Memorial Ataşehir Hastanesi Beslenme ve Diyet Bölümü’nden Diyetisyen Şefika Aydın Selçuk 2011’de bütün bir yıl boyunca uygulayabileceğiniz sağlıklı beslenme önerilerinde bulundu.

•    Her zaman olduğu gibi öğünlerimizi yeni yılda da çeşitlendirmeli sebze ve taze meyveleri hiçbir zaman sofralarımızdan eksik etmemeliyiz. Taze sebze ve meyveler içerdikleri vitamin ve mineraller ile bağışıklık sistemimizi arttırarak bizi daha zinde, konsantre olmuş bir şekilde güne hazırlar ve hastalıklara yakalanma riskimizi azaltır.

•    Kemik, diş sağlığımız ve çocuklarımızdaki büyüme ve gelişmenin devamlılığı için süt ve süt ürünlerini mutlaka tüketelim. Özellikle son yapılan çalışmalar kalsiyum içeren beslenmenin obezite tedavisinde de kilo verme hızını arttırdığını göstermişlerdir.

•    Vücudumuzdaki yapım, onarımın dışında dokularımızın yapı taşı olan aminoasitleri içeren proteinden zengin et ve et ürünleri ana öğünlerimizde mutlaka bulundurulmalıdır. Tavuk, balık, kırmızı et, yumurta, kuru baklagiller tercih edebileceğimiz en iyi kalite proteine sahip et ve et ürünleridir.

•    Yeterli su tüketimi vücudumuzdaki sıvı dengesi için çok önemlidir. Günde en az 10 su bardağı su içerek hem günlük atılan sıvı kaybını karşılamış, hem böbrek fonksiyonlarının devamı için hem de vücut ısısını dengede tutmak için yeterli sıvıyı almış oluruz. Son yapılan bilimsel çalışmalar erkeklerin günde alması gereken toplam sıvı miktarının 3.7litre kadınların ise 2.7litre olması gerektiğini göstermektedir. Bu sebeple 10–12 su bardağını sudan sağlamak önemlidir.

•    Liften zengin beslenme günümüz beslenmesinin en temel yapıtaşlarından birisi haline gelmiştir. Kuru ve taze meyveler, kuru baklagiller, sebze ve çok tahıllı birçok besin kolonda fermentasyona uğramadıkları için bağırsak sağlığını koruyucu, midenin boşalmasını geciktirici ve acıkmayı geciktirici besinlerdir.

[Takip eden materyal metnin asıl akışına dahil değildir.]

#[derive(Debug, Clone, PartialEq, Eq)]
/// Represents all errors that can occur while evaluating an expression.
pub enum RuntimeError {
    /// The right operand of `/` evaluated to zero.
    DivisionByZero {
        /// Byte offset of the `/` token.
        position: usize,
    },
    /// A result does not fit in an `i64`.
    Overflow {
        /// The operation that overflowed, e.g. `*` or `negation`.
        operation: String,
        /// Byte offset of the operator token.
        position:  usize,
    },
}

impl RuntimeError {
    /// Gets the byte offset the error points at.
    #[must_use]
    pub const fn position(&self) -> usize {
        match self {
            Self::DivisionByZero { position } | Self::Overflow { position, .. } => *position,
        }
    }
}

impl std::fmt::Display for RuntimeError {
    fn fmt(&self, f: &mut std::fmt::Formatter<'_>) -> std::fmt::Result {
        match self {
            Self::DivisionByZero { position } => {
                write!(f, "Error at position {position}: Division by zero.")
            },
            Self::Overflow { operation, position } => {
                write!(f, "Error at position {position}: Integer overflow in {operation}.")
            },
        }
    }
}

impl std::error::Error for RuntimeError {}
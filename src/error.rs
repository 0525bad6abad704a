/// Syntax errors.
///
/// Defines all error types that can occur during tokenizing and parsing of
/// source code: unexpected tokens, missing parentheses, premature end of
/// input, runaway nesting and malformed literals.
pub mod syntax_error;
/// Runtime errors.
///
/// Contains the error types raised while evaluating a parsed tree, such as
/// division by zero or integer overflow.
pub mod runtime_error;

pub use runtime_error::RuntimeError;
pub use syntax_error::SyntaxError;
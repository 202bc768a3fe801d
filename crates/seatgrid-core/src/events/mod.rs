//! Domain events emitted by registry mutations.
//!
//! Events are what the registry hands to the change notifier; they are
//! plain values with no knowledge of the delivery mechanism.

pub mod seat;

pub use seat::{SeatChangeCause, SeatEvent};
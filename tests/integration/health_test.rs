//! Integration tests for the health endpoints.

use http::StatusCode;

use crate::helpers::TestApp;

#[tokio::test]
async fn test_health_check() {
    let app = TestApp::new();

    let (status, body) = app.get("/api/health").await;

    assert_eq!(status, StatusCode::OK);
    assert_eq!(body.get("status").unwrap().as_str().unwrap(), "ok");
}

#[tokio::test]
async fn test_detailed_health_reports_occupancy() {
    let app = TestApp::new();

    // Log a user in and hold one seat through the engine.
    let (handle, _rx) = app.state.engine.connections.register();
    app.state
        .engine
        .connections
        .handle_inbound(&handle.id, r#"{"type":"login","username":"alice"}"#)
        .await;
    app.state
        .engine
        .connections
        .handle_inbound(&handle.id, r#"{"type":"hold_seats","seat_ids":[0]}"#)
        .await;

    let (status, body) = app.get("/api/health/detailed").await;

    assert_eq!(status, StatusCode::OK);
    assert_eq!(body["connections"], 1);
    assert_eq!(body["active_sessions"], 1);
    assert_eq!(body["seats"]["total"], 4);
    assert_eq!(body["seats"]["held"], 1);
    assert_eq!(body["seats"]["available"], 3);
}
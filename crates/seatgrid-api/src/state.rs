//! Application state shared across all handlers.

use std::sync::Arc;

use seatgrid_core::config::AppConfig;
use seatgrid_realtime::RealtimeEngine;

/// Application state containing all shared dependencies.
///
/// Passed to every Axum handler via `State<AppState>`. All fields are
/// `Arc`-wrapped or cheaply cloneable.
#[derive(Debug, Clone)]
pub struct AppState {
    /// Application configuration.
    pub config: Arc<AppConfig>,
    /// The real-time engine (registry, sessions, connections).
    pub engine: RealtimeEngine,
}

impl AppState {
    /// Build state from configuration, constructing the engine.
    pub fn new(config: AppConfig) -> Self {
        let engine = RealtimeEngine::new(&config);
        Self {
            config: Arc::new(config),
            engine,
        }
    }
}
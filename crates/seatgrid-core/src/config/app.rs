//! HTTP server configuration.

use serde::{Deserialize, Serialize};

/// HTTP server configuration.
#[derive(Debug, Clone, Serialize, Deserialize)]
pub struct ServerConfig {
    /// Bind address.
    #[serde(default = "default_host")]
    pub host: String,
    /// Bind port.
    #[serde(default = "default_port")]
    pub port: u16,
    /// Graceful shutdown timeout in seconds.
    #[serde(default = "default_shutdown_grace")]
    pub shutdown_grace_seconds: u64,
}

impl Default for ServerConfig {
    fn default() -> Self {
        Self {
            host: default_host(),
            port: default_port(),
            shutdown_grace_seconds: default_shutdown_grace(),
        }
    }
}

fn default_host() -> String {
    "0.0.0.0".to_string()
}

fn default_port() -> u16 {
    5000
}

fn default_shutdown_grace() -> u64 {
    10
}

•    Haftada minimal 3–4 kez yapılan fiziksel aktivite ile hem kilonun kontrolünde hem de iştahın kontrolünü sağlamış oluruz. Gerek psikolojik gerek fiziksel etkileri pozitif yönlü olan aktivite bireylerde diyet tedavilerinde daha hızlı ve rahat sonuçlar alınmasını sağlamaktadır.

•    Hem kalp sağlığımız hem de kilo kontrolü için her zaman yağlı besin tüketimini azaltmalı kızartma ile hazırlanmış besinlerin tüketim sıklığını azaltmalıyız. Özellikle son yapılan çalışmalar kızartmaların dışında hidrojene bitkisel yağ olan margarinin tüketimini de sınırlandırılması gerektiğini vurgulamaktadırlar. Özellikle pastacılık ürünleri ve hazır gıdalardın üretiminde kullanılan bu margarin çeşitleri kalp hastalıkları riskini arttırmaktadırlar. Bu nedenle yemeklerinizde bitkisel sıvı yağları özellikle zeytinyağını kullanmaya özen göstermelisiniz.

•    Özellikle iş yeri ve ev hanımlarının çok sık tükettiği çay ve kahve tüketimi hem beraberinde alınan şeker hem de besinlerle alımından dolayı kilo alımına ve anemiye sebep olabilmektedir. Özellikle kahve tüketiminin içerdiği kafeinden dolayı günde en fazla 2 kupa ile yeterli hale getirilmesi çay tüketimini ise şekersiz ve açık olacak şekilde günde 5–6 bardağı geçmemesi gerekir.

•    Kuru yemişler; içerdikleri E vitamini ve yağ asitleri ile yaşlanmayı geciktirir, bağışıklık sistemimizi güçlendirir ve birçok kanser riskini azaltmaktadır. Günlük 1 avuç fındık, badem veya cevizin bu olumlu yanları dışında barsak geçişine de olumlu etki ederler. Fakat tüketiminde aşırıya kaçmak unutmamak gerekir ki kilo aldırır. O açıdan miktarı aşmadan tüketmelisiniz.

•    Yapacağınız küçük egzersizler kendinizi fiziksel olarak daha dinç hissetmenizi sağlayacaktır. Kısa mesafeleri yürüyerek gidebilirsiniz. Asansör yerine merdiven kullanmayı kendinize alışkanlık edinmeniz gün içerisinde hareket etmenizi sağlayacaktır.

•    Son olarak sağlıklı kilonuzda değilseniz muhakkak bir diyetisyen kontrolünde kilo vermelisiniz. Obezitenin de kronik bir hastalık olarak bilindiği bu dönemde şişman veya şişmanlığa aday olmak birçok hastalığa erken yaşlarda bile davetiye çıkaracaktır. Sağlıklı bir yıl için kendinizi iyi hissettiğiniz kiloya inmeniz hiç de zor değil!